Olivia provided us a presentation about Kinglake National Park in Australia. We want to thank her for taking the time to do extra homework so we could learn about their National Parks.
Second grade recently taught the school all about Water and why it’s so important to everyone around the world. They made poster for the halls and did a movie for the morning broadcast.
Eva a student at Upper Plenty shares her work about Wilson’s Promontory National Park in Australia. The park is located in Victoria southeast of Melbourne.
Are there similarities in her park and our mystery park?
They are on two different continents and in two different areas.
Our park is in two states.
Our park has the most visitors.
Entrance to our park is free.
Our park was home to Native Americans called Cherokee and European Settlers.
Elk were reintroduced to our park a few years ago.
What is the name of our park? What two states will you find our park in?
- You will not find this in our mystery park. No ocean or sea turtles although this is in the United States.
- The park may close parts during the winter because of snow and/or ice on the roads especially at night.
- The leaves change colors in the autumn.
- The park has four seasons.
- World renowned for its diversity of plant and animal life and the beauty of its ancient mountains.
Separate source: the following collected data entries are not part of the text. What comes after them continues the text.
//! Adapter capability detection and selection.
//!
//! Probing turns a physical device into a plain [`AdapterInfo`] snapshot;
//! selection is a pure function over snapshots so it can be exercised
//! without a GPU.

use crate::error::{GpuError, Result};
use crate::surface::{SurfaceContext, SurfaceSupport};
use ash::vk;
use std::collections::HashSet;
use std::ffi::CStr;

/// GPU vendor identification.
#[derive(Debug, Clone, Copy, PartialEq, Eq, Hash)]
pub enum GpuVendor {
    Nvidia,
    Amd,
    Intel,
    Apple,
    Other(u32),
}

impl GpuVendor {
    /// Identify vendor from PCI vendor ID.
    pub const fn from_vendor_id(id: u32) -> Self {
        match id {
            0x10DE => Self::Nvidia,
            0x1002 => Self::Amd,
            0x8086 => Self::Intel,
            0x106B => Self::Apple,
            other => Self::Other(other),
        }
    }
}

/// Queue family as seen during selection.
#[derive(Debug, Clone, Copy, PartialEq, Eq)]
pub struct QueueFamilyInfo {
    pub flags: vk::QueueFlags,
    pub supports_present: bool,
}

/// Snapshot of everything selection needs to know about one adapter.
#[derive(Debug, Clone)]
pub struct AdapterInfo {
    pub physical_device: vk::PhysicalDevice,
    pub vendor: GpuVendor,
    pub device_name: String,
    pub device_type: vk::PhysicalDeviceType,
    pub api_version: u32,
    pub queue_families: Vec<QueueFamilyInfo>,
    pub extensions: HashSet<String>,
    /// Surface support; `None` when probing without a surface.
    pub surface: Option<SurfaceSupport>,
    /// The device's memory-type table.
    pub memory_types: Vec<vk::MemoryType>,
    pub max_uniform_buffer_range: u32,
}

impl AdapterInfo {
    /// Probe a physical device.
    ///
    /// # Safety
    /// The instance and physical device must be valid, and `surface` must have
    /// been created on the same instance.
    pub unsafe fn probe(
        instance: &ash::Instance,
        physical_device: vk::PhysicalDevice,
        surface: Option<&SurfaceContext>,
    ) -> Result<Self> {
        // SAFETY: forwarded from the caller
        let (properties, memory_properties, families, extensions) = unsafe {
            (
                instance.get_physical_device_properties(physical_device),
                instance.get_physical_device_memory_properties(physical_device),
                instance.get_physical_device_queue_family_properties(physical_device),
                instance
                    .enumerate_device_extension_properties(physical_device)
                    .unwrap_or_default(),
            )
        };

        let extensions = extensions
            .iter()
            .filter_map(|ext| ext.extension_name_as_c_str().ok())
            .filter_map(|name| name.to_str().ok().map(String::from))
            .collect();

        let queue_families = families
            .iter()
            .enumerate()
            .map(|(index, family)| QueueFamilyInfo {
                flags: family.queue_flags,
                // SAFETY: forwarded from the caller
                supports_present: surface.is_some_and(|s| unsafe {
                    s.supports_present(physical_device, index as u32)
                }),
            })
            .collect();

        let surface = match surface {
            // SAFETY: forwarded from the caller
            Some(s) => Some(unsafe { s.query(physical_device)? }),
            None => None,
        };

        let device_name = properties
            .device_name_as_c_str()
            .map(|name| name.to_string_lossy().into_owned())
            .unwrap_or_default();

        Ok(Self {
            physical_device,
            vendor: GpuVendor::from_vendor_id(properties.vendor_id),
            device_name,
            device_type: properties.device_type,
            api_version: properties.api_version,
            queue_families,
            extensions,
            surface,
            memory_types: memory_properties.memory_types
                [..memory_properties.memory_type_count as usize]
                .to_vec(),
            max_uniform_buffer_range: properties.limits.max_uniform_buffer_range,
        })
    }

    /// Check this adapter against `requirements`.
    pub fn evaluate(
        &self,
        requirements: &AdapterRequirements,
    ) -> std::result::Result<AdapterChoice, Rejection> {
        let family = self
            .queue_families
            .iter()
            .position(|family| {
                family.flags.contains(vk::QueueFlags::GRAPHICS)
                    && (!requirements.presentation || family.supports_present)
            })
            .ok_or(Rejection::NoGraphicsPresentQueue)?;

        for extension in &requirements.device_extensions {
            let name = extension.to_string_lossy();
            if !self.extensions.contains(name.as_ref()) {
                return Err(Rejection::MissingExtension(name.into_owned()));
            }
        }

        let host_coherent = vk::MemoryPropertyFlags::HOST_VISIBLE
            | vk::MemoryPropertyFlags::HOST_COHERENT;
        if !self
            .memory_types
            .iter()
            .any(|ty| ty.property_flags.contains(host_coherent))
        {
            return Err(Rejection::NoHostCoherentMemory);
        }

        let (surface_format, present_mode) = if requirements.presentation {
            let surface = self.surface.as_ref().ok_or(Rejection::NoSurface)?;
            let format = surface
                .formats
                .iter()
                .copied()
                .find(|f| {
                    f.format == requirements.surface_format.format
                        && f.color_space == requirements.surface_format.color_space
                })
                .ok_or(Rejection::SurfaceFormat)?;
            let mode = surface
                .present_modes
                .iter()
                .copied()
                .find(|&m| m == requirements.present_mode)
                .ok_or(Rejection::PresentMode)?;
            (format, mode)
        } else {
            (requirements.surface_format, requirements.present_mode)
        };

        Ok(AdapterChoice {
            queue_family: family as u32,
            surface_format,
            present_mode,
        })
    }

    /// Index of the first memory type allowed by `type_bits` with all of `flags`.
    pub fn find_memory_type(&self, type_bits: u32, flags: vk::MemoryPropertyFlags) -> Option<u32> {
        self.memory_types
            .iter()
            .enumerate()
            .find(|(i, ty)| type_bits & (1 << i) != 0 && ty.property_flags.contains(flags))
            .map(|(i, _)| i as u32)
    }

    /// Get a human-readable summary of the adapter.
    pub fn summary(&self) -> String {
        format!(
            "{} ({:?}, {:?}) - Vulkan {}.{}.{}",
            self.device_name,
            self.vendor,
            self.device_type,
            vk::api_version_major(self.api_version),
            vk::api_version_minor(self.api_version),
            vk::api_version_patch(self.api_version),
        )
    }
}

/// What the renderer needs from an adapter.
#[derive(Debug, Clone)]
pub struct AdapterRequirements {
    pub device_extensions: Vec<&'static CStr>,
    pub surface_format: vk::SurfaceFormatKHR,
    pub present_mode: vk::PresentModeKHR,
    /// Require a queue family that can present, and a matching format and mode.
    pub presentation: bool,
}

impl AdapterRequirements {
    /// Requirements for rendering to a window.
    pub fn windowed() -> Self {
        Self {
            device_extensions: vec![ash::khr::swapchain::NAME],
            surface_format: vk::SurfaceFormatKHR {
                format: vk::Format::B8G8R8A8_SRGB,
                color_space: vk::ColorSpaceKHR::SRGB_NONLINEAR,
            },
            present_mode: vk::PresentModeKHR::FIFO,
            presentation: true,
        }
    }

    /// Requirements for off-screen use: a graphics queue and host-coherent memory.
    pub fn headless() -> Self {
        Self {
            device_extensions: Vec::new(),
            presentation: false,
            ..Self::windowed()
        }
    }
}

/// Why an adapter was passed over.
#[derive(Debug, Clone, PartialEq, Eq)]
pub enum Rejection {
    NoGraphicsPresentQueue,
    MissingExtension(String),
    NoHostCoherentMemory,
    NoSurface,
    SurfaceFormat,
    PresentMode,
}

/// Outcome of a successful evaluation.
#[derive(Debug, Clone, Copy)]
pub struct AdapterChoice {
    pub queue_family: u32,
    pub surface_format: vk::SurfaceFormatKHR,
    pub present_mode: vk::PresentModeKHR,
}

/// Pick the first adapter that satisfies every requirement.
///
/// There is no scoring: enumeration order decides between adapters that all
/// qualify. Returns the index into `adapters`.
pub fn select_adapter(
    adapters: &[AdapterInfo],
    requirements: &AdapterRequirements,
) -> Result<(usize, AdapterChoice)> {
    for (index, adapter) in adapters.iter().enumerate() {
        match adapter.evaluate(requirements) {
            Ok(choice) => return Ok((index, choice)),
            Err(reason) => {
                tracing::debug!(adapter = %adapter.device_name, ?reason, "Adapter rejected");
            }
        }
    }
    Err(GpuError::NoSuitableDevice)
}

#[cfg(test)]
pub(crate) mod tests {
    use super::*;

    pub(crate) fn mock_adapter() -> AdapterInfo {
        let host_coherent = vk::MemoryType {
            property_flags: vk::MemoryPropertyFlags::HOST_VISIBLE
                | vk::MemoryPropertyFlags::HOST_COHERENT,
            heap_index: 1,
        };
        let device_local = vk::MemoryType {
            property_flags: vk::MemoryPropertyFlags::DEVICE_LOCAL,
            heap_index: 0,
        };

        let capabilities = vk::SurfaceCapabilitiesKHR {
            min_image_count: 2,
            max_image_count: 0,
            current_extent: vk::Extent2D {
                width: 1280,
                height: 768,
            },
            ..Default::default()
        };

        AdapterInfo {
            physical_device: vk::PhysicalDevice::null(),
            vendor: GpuVendor::Other(0),
            device_name: "mock".to_string(),
            device_type: vk::PhysicalDeviceType::VIRTUAL_GPU,
            api_version: vk::API_VERSION_1_1,
            queue_families: vec![
                QueueFamilyInfo {
                    flags: vk::QueueFlags::TRANSFER,
                    supports_present: false,
                },
                QueueFamilyInfo {
                    flags: vk::QueueFlags::GRAPHICS | vk::QueueFlags::COMPUTE,
                    supports_present: true,
                },
            ],
            extensions: ["VK_KHR_swapchain".to_string()].into_iter().collect(),
            surface: Some(SurfaceSupport {
                capabilities,
                formats: vec![
                    vk::SurfaceFormatKHR {
                        format: vk::Format::R8G8B8A8_UNORM,
                        color_space: vk::ColorSpaceKHR::SRGB_NONLINEAR,
                    },
                    vk::SurfaceFormatKHR {
                        format: vk::Format::B8G8R8A8_SRGB,
                        color_space: vk::ColorSpaceKHR::SRGB_NONLINEAR,
                    },
                ],
                present_modes: vec![vk::PresentModeKHR::MAILBOX, vk::PresentModeKHR::FIFO],
            }),
            memory_types: vec![device_local, host_coherent],
            max_uniform_buffer_range: 65536,
        }
    }

    #[test]
    fn vendor_identification() {
        assert_eq!(GpuVendor::from_vendor_id(0x10DE), GpuVendor::Nvidia);
        assert_eq!(GpuVendor::from_vendor_id(0x1002), GpuVendor::Amd);
        assert_eq!(GpuVendor::from_vendor_id(0x8086), GpuVendor::Intel);
        assert_eq!(GpuVendor::from_vendor_id(0x1234), GpuVendor::Other(0x1234));
    }

    #[test]
    fn selects_compatible_adapter() {
        let (index, choice) =
            select_adapter(&[mock_adapter()], &AdapterRequirements::windowed()).unwrap();
        assert_eq!(index, 0);
        assert_eq!(choice.queue_family, 1);
        assert_eq!(choice.surface_format.format, vk::Format::B8G8R8A8_SRGB);
        assert_eq!(choice.present_mode, vk::PresentModeKHR::FIFO);
    }

    #[test]
    fn missing_surface_format_is_fatal() {
        let mut adapter = mock_adapter();
        if let Some(surface) = adapter.surface.as_mut() {
            surface.formats.retain(|f| f.format != vk::Format::B8G8R8A8_SRGB);
        }
        assert_eq!(
            adapter.evaluate(&AdapterRequirements::windowed()).err(),
            Some(Rejection::SurfaceFormat)
        );
        assert!(matches!(
            select_adapter(&[adapter], &AdapterRequirements::windowed()),
            Err(GpuError::NoSuitableDevice)
        ));
    }

    #[test]
    fn first_qualifying_adapter_wins() {
        let mut no_present = mock_adapter();
        for family in &mut no_present.queue_families {
            family.supports_present = false;
        }
        let mut second = mock_adapter();
        second.device_name = "second".to_string();
        let third = mock_adapter();

        let (index, _) = select_adapter(
            &[no_present, second, third],
            &AdapterRequirements::windowed(),
        )
        .unwrap();
        assert_eq!(index, 1);
    }

    #[test]
    fn missing_swapchain_extension() {
        let mut adapter = mock_adapter();
        adapter.extensions.clear();
        assert_eq!(
            adapter.evaluate(&AdapterRequirements::windowed()).err(),
            Some(Rejection::MissingExtension("VK_KHR_swapchain".to_string()))
        );
    }

    #[test]
    fn missing_fifo() {
        let mut adapter = mock_adapter();
        if let Some(surface) = adapter.surface.as_mut() {
            surface.present_modes = vec![vk::PresentModeKHR::IMMEDIATE];
        }
        assert_eq!(
            adapter.evaluate(&AdapterRequirements::windowed()).err(),
            Some(Rejection::PresentMode)
        );
    }

    #[test]
    fn headless_ignores_surface() {
        let mut adapter = mock_adapter();
        adapter.surface = None;
        adapter.extensions.clear();
        let choice = adapter.evaluate(&AdapterRequirements::headless()).unwrap();
        assert_eq!(choice.queue_family, 1);
    }

    #[test]
    fn memory_type_lookup() {
        let adapter = mock_adapter();
        let coherent =
            vk::MemoryPropertyFlags::HOST_VISIBLE | vk::MemoryPropertyFlags::HOST_COHERENT;
        assert_eq!(adapter.find_memory_type(0b11, coherent), Some(1));
        assert_eq!(adapter.find_memory_type(0b01, coherent), None);
    }
}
- From the earliest hepaticas in the late winter to the last asters in the late fall, blooming flowers can be found nearly year-round in the park.
- Elevations in the park range from approximately 875 feet to 6,643 feet and the topography can drastically affect local weather. Temperatures can vary 10-20 degrees Fahrenheit from mountain base to top, and clear skies lower down do not guarantee equally pleasant weather at higher elevations. Rainfall averages 55 inches per year in the lowlands to 85 inches per year.
- Nearly 80 historic structures—homes, barns, churches, schools, and mills—are preserved in the park.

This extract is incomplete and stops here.